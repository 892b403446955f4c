//! This module contains the pure, stateless kernels for computing norms of a
//! buffer and reconstruction errors between two buffers.
//!
//! All accumulation happens in the buffer's own precision with no epsilon
//! correction, so an `f32` run reports exactly what single-precision
//! arithmetic produces. Summation order is fixed and sequential; backends and
//! the verifier must derive identical relative-mode tolerances.

use num_traits::Float;

use crate::error::VerifyError;
use crate::types::NormKind;

//==================================================================================
// 1. Norms
//==================================================================================

/// Square root of the sum of squares.
pub fn l2_norm<T: Float>(data: &[T]) -> Result<T, VerifyError> {
    if data.is_empty() {
        return Err(VerifyError::EmptyInput);
    }
    let sum = data.iter().fold(T::zero(), |acc, &x| acc + x * x);
    Ok(sum.sqrt())
}

/// Maximum absolute value.
pub fn linf_norm<T: Float>(data: &[T]) -> Result<T, VerifyError> {
    if data.is_empty() {
        return Err(VerifyError::EmptyInput);
    }
    Ok(data.iter().fold(T::zero(), |acc, &x| {
        let a = x.abs();
        if a > acc {
            a
        } else {
            acc
        }
    }))
}

pub fn norm<T: Float>(data: &[T], kind: NormKind) -> Result<T, VerifyError> {
    match kind {
        NormKind::L2 => l2_norm(data),
        NormKind::LInf => linf_norm(data),
    }
}

//==================================================================================
// 2. Errors
//==================================================================================

fn check_lengths<T>(original: &[T], reconstructed: &[T]) -> Result<(), VerifyError> {
    if original.len() != reconstructed.len() {
        return Err(VerifyError::LengthMismatch {
            original: original.len(),
            reconstructed: reconstructed.len(),
        });
    }
    if original.is_empty() {
        return Err(VerifyError::EmptyInput);
    }
    Ok(())
}

/// L2 norm of the element-wise difference.
pub fn l2_error<T: Float>(original: &[T], reconstructed: &[T]) -> Result<T, VerifyError> {
    check_lengths(original, reconstructed)?;
    let sum = original
        .iter()
        .zip(reconstructed)
        .fold(T::zero(), |acc, (&a, &b)| {
            let d = a - b;
            acc + d * d
        });
    Ok(sum.sqrt())
}

/// Maximum absolute element-wise difference.
pub fn linf_error<T: Float>(original: &[T], reconstructed: &[T]) -> Result<T, VerifyError> {
    check_lengths(original, reconstructed)?;
    Ok(original
        .iter()
        .zip(reconstructed)
        .fold(T::zero(), |acc, (&a, &b)| {
            let d = (a - b).abs();
            if d > acc {
                d
            } else {
                acc
            }
        }))
}

pub fn error<T: Float>(
    original: &[T],
    reconstructed: &[T],
    kind: NormKind,
) -> Result<T, VerifyError> {
    match kind {
        NormKind::L2 => l2_error(original, reconstructed),
        NormKind::LInf => linf_error(original, reconstructed),
    }
}

//==================================================================================
// 3. Diagnostics
//==================================================================================

/// Minimum and maximum of a buffer, reported after loading.
#[derive(Debug, Clone, Copy, PartialEq)]
pub struct MinMax<T> {
    pub min: T,
    pub max: T,
}

/// Returns `None` for an empty buffer. NaNs are skipped.
pub fn min_max<T: Float>(data: &[T]) -> Option<MinMax<T>> {
    let mut iter = data.iter().copied().filter(|x| !x.is_nan());
    let first = iter.next()?;
    Some(iter.fold(MinMax { min: first, max: first }, |mm, x| MinMax {
        min: if x < mm.min { x } else { mm.min },
        max: if x > mm.max { x } else { mm.max },
    }))
}

//==================================================================================
// 4. Unit Tests
//==================================================================================

#[cfg(test)]
mod tests {
    use super::*;

    #[test]
    fn test_norms_of_small_fixed_array() {
        let data = [1.0f64, -3.0, 2.0];
        assert_eq!(linf_norm(&data).unwrap(), 3.0);
        assert_eq!(l2_norm(&data).unwrap(), 14.0f64.sqrt());
        assert_eq!(norm(&data, NormKind::LInf).unwrap(), 3.0);
        assert_eq!(norm(&data, NormKind::L2).unwrap(), 14.0f64.sqrt());
    }

    #[test]
    fn test_norms_in_single_precision() {
        let data = [1.0f32, -3.0, 2.0];
        assert_eq!(linf_norm(&data).unwrap(), 3.0f32);
        assert_eq!(l2_norm(&data).unwrap(), 14.0f32.sqrt());
    }

    #[test]
    fn test_empty_norm_fails() {
        let empty: [f64; 0] = [];
        assert!(matches!(l2_norm(&empty), Err(VerifyError::EmptyInput)));
        assert!(matches!(linf_norm(&empty), Err(VerifyError::EmptyInput)));
    }

    #[test]
    fn test_errors_against_hand_computed_values() {
        let original = [1.0f64, 2.0, 3.0, 4.0];
        let reconstructed = [1.0f64, 2.5, 3.0, 2.0];
        assert_eq!(linf_error(&original, &reconstructed).unwrap(), 2.0);
        assert_eq!(l2_error(&original, &reconstructed).unwrap(), 4.25f64.sqrt());
    }

    #[test]
    fn test_error_is_zero_only_for_identical_buffers() {
        let original = [0.5f32, -7.25, 100.0];
        assert_eq!(l2_error(&original, &original).unwrap(), 0.0);
        assert_eq!(linf_error(&original, &original).unwrap(), 0.0);

        let mut perturbed = original;
        perturbed[2] = 100.0 + 1.0 / 64.0;
        assert!(l2_error(&original, &perturbed).unwrap() > 0.0);
        assert!(linf_error(&original, &perturbed).unwrap() > 0.0);
    }

    #[test]
    fn test_error_length_mismatch() {
        let result = error(&[1.0f64, 2.0], &[1.0f64], NormKind::L2);
        assert!(matches!(
            result,
            Err(VerifyError::LengthMismatch {
                original: 2,
                reconstructed: 1
            })
        ));
    }

    #[test]
    fn test_min_max() {
        let mm = min_max(&[3.0f64, -1.0, f64::NAN, 7.5]).unwrap();
        assert_eq!(mm, MinMax { min: -1.0, max: 7.5 });
        assert!(min_max::<f32>(&[]).is_none());
    }
}
//! This module contains the error-bounded uniform quantizer used by the
//! in-tree compression backends.
//!
//! Given an absolute tolerance `τ` on a metric, every element is rounded to the
//! nearest multiple of a quantum `q`. The per-element error is at most `q / 2`:
//!
//! * L-infinity: `q / 2 < τ` bounds the maximum error directly.
//! * L2: `q / 2 < τ / √n` bounds the square root of the summed squared error by `τ`.
//!
//! The per-element bound is first reduced by the rounding step of the element
//! precision at the data's magnitude, since every reconstructed value is
//! rounded back into that precision. The quantum is then shrunk by
//! `QUANTUM_SAFETY`.

use crate::types::{Element, NormKind};

/// Fraction of the ideal quantum actually used.
pub const QUANTUM_SAFETY: f64 = 0.999;

/// Largest code magnitude that survives the `i64 -> f64 -> i64` trip exactly (2^52).
pub const MAX_CODE_MAGNITUDE: f64 = 4_503_599_627_370_496.0;

/// Bound on the absolute error of any single element for the given metric.
pub fn per_element_bound(effective_tolerance: f64, num_elements: usize, metric: NormKind) -> f64 {
    match metric {
        NormKind::LInf => effective_tolerance,
        NormKind::L2 => effective_tolerance / (num_elements as f64).sqrt(),
    }
}

/// The quantization step, or `None` if no positive finite step exists
/// (zero, negative, NaN, or infinite tolerance, or a bound swallowed by `rounding`).
///
/// `rounding` is the largest error introduced by storing a reconstructed value
/// in the element precision.
pub fn quantum_for(
    effective_tolerance: f64,
    num_elements: usize,
    metric: NormKind,
    rounding: f64,
) -> Option<f64> {
    let bound = per_element_bound(effective_tolerance, num_elements, metric) - rounding;
    let q = 2.0 * bound * QUANTUM_SAFETY;
    (q.is_finite() && q > 0.0).then_some(q)
}

/// Rounding allowance for reconstructed values no larger than `max_abs`.
pub fn rounding_for<T: Element>(max_abs: T) -> f64 {
    max_abs.widen() * T::epsilon().widen()
}

/// The integer code of `value`, or `None` if it is not representable.
pub fn quantize<T: Element>(value: T, quantum: f64) -> Option<i64> {
    let code = (value.widen() / quantum).round();
    (code.is_finite() && code.abs() <= MAX_CODE_MAGNITUDE).then_some(code as i64)
}

pub fn dequantize<T: Element>(code: i64, quantum: f64) -> T {
    T::cast_from(code as f64 * quantum)
}

/// True if every element of `data` has a representable code.
pub fn codes_fit<T: Element>(data: &[T], quantum: f64) -> bool {
    data.iter().all(|&x| quantize(x, quantum).is_some())
}

/// Maps signed codes onto unsigned symbols so small magnitudes stay small.
pub fn zigzag(code: i64) -> u64 {
    ((code << 1) ^ (code >> 63)) as u64
}

pub fn unzigzag(symbol: u64) -> i64 {
    ((symbol >> 1) as i64) ^ -((symbol & 1) as i64)
}

#[cfg(test)]
mod tests {
    use super::*;

    #[test]
    fn test_quantum_per_metric() {
        let q_inf = quantum_for(0.5, 100, NormKind::LInf, 0.0).unwrap();
        assert!((q_inf - 0.999).abs() < 1e-12);
        let q_l2 = quantum_for(5.0, 100, NormKind::L2, 0.0).unwrap();
        assert!((q_l2 - 0.999).abs() < 1e-12);
    }

    #[test]
    fn test_single_precision_rounding_shrinks_quantum() {
        let rounding = rounding_for(100.0f32);
        assert_eq!(rounding, 100.0 * f32::EPSILON as f64);
        assert!(rounding_for(100.0f64) < 1e-13);

        let plain = quantum_for(0.01, 50, NormKind::L2, 0.0).unwrap();
        let shrunk = quantum_for(0.01, 50, NormKind::L2, rounding).unwrap();
        assert!(shrunk < plain);
        // Worst case: half a step plus half an f32 ulp at 100 stays inside the bound.
        let bound = per_element_bound(0.01, 50, NormKind::L2);
        assert!(shrunk / 2.0 + rounding / 2.0 < bound);
        // A bound smaller than the rounding step leaves no usable quantum.
        assert!(quantum_for(1e-6, 1, NormKind::LInf, rounding).is_none());
    }

    #[test]
    fn test_degenerate_tolerances_have_no_quantum() {
        assert!(quantum_for(0.0, 10, NormKind::LInf, 0.0).is_none());
        assert!(quantum_for(-1.0, 10, NormKind::L2, 0.0).is_none());
        assert!(quantum_for(f64::NAN, 10, NormKind::L2, 0.0).is_none());
        assert!(quantum_for(f64::INFINITY, 10, NormKind::LInf, 0.0).is_none());
    }

    #[test]
    fn test_quantization_error_is_within_half_step() {
        let q = 0.3;
        for i in -50..50 {
            let x = i as f64 * 0.173;
            let code = quantize(x, q).unwrap();
            let back: f64 = dequantize(code, q);
            assert!((x - back).abs() <= q / 2.0 + 1e-12);
        }
    }

    #[test]
    fn test_unrepresentable_codes() {
        assert!(quantize(f64::NAN, 1.0).is_none());
        assert!(quantize(1e300f64, 1e-300).is_none());
        assert!(!codes_fit(&[1.0f32, f32::INFINITY], 0.5));
        assert!(codes_fit(&[1.0f32, -2.0], 0.5));
    }

    #[test]
    fn test_zigzag_mapping() {
        assert_eq!(zigzag(0), 0);
        assert_eq!(zigzag(-1), 1);
        assert_eq!(zigzag(1), 2);
        assert_eq!(zigzag(-2), 3);
        for code in [0, 1, -1, 63, -64, i64::MAX, i64::MIN] {
            assert_eq!(unzigzag(zigzag(code)), code);
        }
    }
}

- **Task item**
Write out, from the lines above, only those from the line with "let back: f64" to the line with "assert_eq!(zigzag(-2), 3);", exactly as given, including the first and the last.

- **Solution for this exercise**
            let back: f64 = dequantize(code, q);
            assert!((x - back).abs() <= q / 2.0 + 1e-12);
        }
    }

    #[test]
    fn test_unrepresentable_codes() {
        assert!(quantize(f64::NAN, 1.0).is_none());
        assert!(quantize(1e300f64, 1e-300).is_none());
        assert!(!codes_fit(&[1.0f32, f32::INFINITY], 0.5));
        assert!(codes_fit(&[1.0f32, -2.0], 0.5));
    }

    #[test]
    fn test_zigzag_mapping() {
        assert_eq!(zigzag(0), 0);
        assert_eq!(zigzag(-1), 1);
        assert_eq!(zigzag(1), 2);
        assert_eq!(zigzag(-2), 3);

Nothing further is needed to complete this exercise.